-- Directions --
From the data below, copy exactly the lines that lie between the one holding "Pre-handle hooks run" and the one holding "short-circuit the response already", including both, and nothing more.

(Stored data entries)
● ● ● ● ● ● ●

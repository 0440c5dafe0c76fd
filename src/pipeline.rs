// ABOUTME: Typed pre/post interception pipeline wrapping each protocol endpoint
// ABOUTME: Ordered handler chain; any pre-handle veto aborts the request before the body runs
//
// Licensed under either of Apache License, Version 2.0 or MIT License at your option.

//! Endpoint interception pipeline
//!
//! A pipeline is an ordered sequence of handlers composed at host
//! configuration time and immutable afterwards. Pre-handle hooks run
//! strictly in configured order and all must pass before the endpoint
//! body executes; after-handle hooks run in the same order once the body
//! has succeeded and must not short-circuit the response already
//! produced. Handlers see only the request view and the typed payload —
//! never engine internals.

use crate::errors::EngineResult;
use std::collections::HashMap;
use std::sync::Arc;
use tracing::debug;

/// Request-scoped view handed to pipeline handlers and endpoint bodies.
///
/// Carries the merged query/form parameters and the host session id; the
/// host transport builds one per request.
#[derive(Debug, Clone, Default)]
pub struct EndpointRequest {
    params: HashMap<String, String>,
    session_id: Option<String>,
}

impl EndpointRequest {
    /// Empty request view
    #[must_use]
    pub fn new() -> Self {
        Self::default()
    }

    /// Build a request view from parameter pairs
    #[must_use]
    pub fn from_params<I, K, V>(params: I) -> Self
    where
        I: IntoIterator<Item = (K, V)>,
        K: Into<String>,
        V: Into<String>,
    {
        Self {
            params: params
                .into_iter()
                .map(|(k, v)| (k.into(), v.into()))
                .collect(),
            session_id: None,
        }
    }

    /// Attach the host session identifier
    #[must_use]
    pub fn with_session_id(mut self, session_id: impl Into<String>) -> Self {
        self.session_id = Some(session_id.into());
        self
    }

    /// Look up a query/form parameter
    #[must_use]
    pub fn param(&self, name: &str) -> Option<&str> {
        self.params.get(name).map(String::as_str)
    }

    /// Whether `name` is present with a non-empty value
    #[must_use]
    pub fn has_param(&self, name: &str) -> bool {
        self.param(name).is_some_and(|v| !v.is_empty())
    }

    /// The host session identifier, when the transport attached one
    #[must_use]
    pub fn session_id(&self) -> Option<&str> {
        self.session_id.as_deref()
    }
}

/// A single interception step, parameterized by the endpoint payload type
#[async_trait::async_trait]
pub trait PipelineHandler<T: Send + Sync>: Send + Sync {
    /// Runs before the endpoint body; returning `false` aborts the request
    ///
    /// # Errors
    ///
    /// Returns an error when the handler itself fails; failure aborts the
    /// request the same way a veto does
    async fn pre_handle(&self, _request: &EndpointRequest, _payload: &T) -> EngineResult<bool> {
        Ok(true)
    }

    /// Runs after a successful endpoint body, for side effects only
    ///
    /// # Errors
    ///
    /// Returns an error when the side effect fails; the response already
    /// produced is not withdrawn
    async fn after_handle(&self, _request: &EndpointRequest, _payload: &T) -> EngineResult<()> {
        Ok(())
    }
}

/// Ordered handler chain for one endpoint kind.
///
/// Composed once at configuration time; cloning shares the handler list.
#[derive(Clone)]
pub struct Pipeline<T: Send + Sync> {
    handlers: Vec<Arc<dyn PipelineHandler<T>>>,
}

impl<T: Send + Sync> Default for Pipeline<T> {
    fn default() -> Self {
        Self::new()
    }
}

impl<T: Send + Sync> Pipeline<T> {
    /// Empty pipeline; every request passes
    #[must_use]
    pub fn new() -> Self {
        Self {
            handlers: Vec::new(),
        }
    }

    /// Append a handler, preserving configured order
    #[must_use]
    pub fn with(mut self, handler: Arc<dyn PipelineHandler<T>>) -> Self {
        self.handlers.push(handler);
        self
    }

    /// Number of composed handlers
    #[must_use]
    pub fn len(&self) -> usize {
        self.handlers.len()
    }

    /// Whether the pipeline has no handlers
    #[must_use]
    pub fn is_empty(&self) -> bool {
        self.handlers.is_empty()
    }

    /// Run every pre-handle hook in order; `false` as soon as one vetoes
    ///
    /// # Errors
    ///
    /// Propagates the first handler error
    pub async fn pre_handle(&self, request: &EndpointRequest, payload: &T) -> EngineResult<bool> {
        for (index, handler) in self.handlers.iter().enumerate() {
            if !handler.pre_handle(request, payload).await? {
                debug!(handler = index, "pipeline pre-handle vetoed the request");
                return Ok(false);
            }
        }
        Ok(true)
    }

    /// Run every after-handle hook in the same order as pre-handle
    ///
    /// # Errors
    ///
    /// Propagates the first handler error
    pub async fn after_handle(&self, request: &EndpointRequest, payload: &T) -> EngineResult<()> {
        for handler in &self.handlers {
            handler.after_handle(request, payload).await?;
        }
        Ok(())
    }
}

#[cfg(test)]
mod tests {
    use super::*;
    use std::sync::atomic::{AtomicUsize, Ordering};

    struct Recording {
        calls: Arc<AtomicUsize>,
        pass: bool,
    }

    #[async_trait::async_trait]
    impl PipelineHandler<()> for Recording {
        async fn pre_handle(&self, _request: &EndpointRequest, _payload: &()) -> EngineResult<bool> {
            self.calls.fetch_add(1, Ordering::SeqCst);
            Ok(self.pass)
        }
    }

    #[tokio::test]
    async fn test_veto_stops_remaining_handlers() {
        let first = Arc::new(AtomicUsize::new(0));
        let second = Arc::new(AtomicUsize::new(0));
        let pipeline = Pipeline::new()
            .with(Arc::new(Recording {
                calls: first.clone(),
                pass: false,
            }))
            .with(Arc::new(Recording {
                calls: second.clone(),
                pass: true,
            }));

        let passed = pipeline
            .pre_handle(&EndpointRequest::new(), &())
            .await
            .unwrap();
        assert!(!passed);
        assert_eq!(first.load(Ordering::SeqCst), 1);
        assert_eq!(second.load(Ordering::SeqCst), 0);
    }

    #[tokio::test]
    async fn test_empty_pipeline_passes() {
        let pipeline: Pipeline<()> = Pipeline::new();
        assert!(pipeline
            .pre_handle(&EndpointRequest::new(), &())
            .await
            .unwrap());
    }
}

● ● ● ● ● ● ●

-- Solution to the problem --
//! configuration time and immutable afterwards. Pre-handle hooks run
//! strictly in configured order and all must pass before the endpoint
//! body executes; after-handle hooks run in the same order once the body
//! has succeeded and must not short-circuit the response already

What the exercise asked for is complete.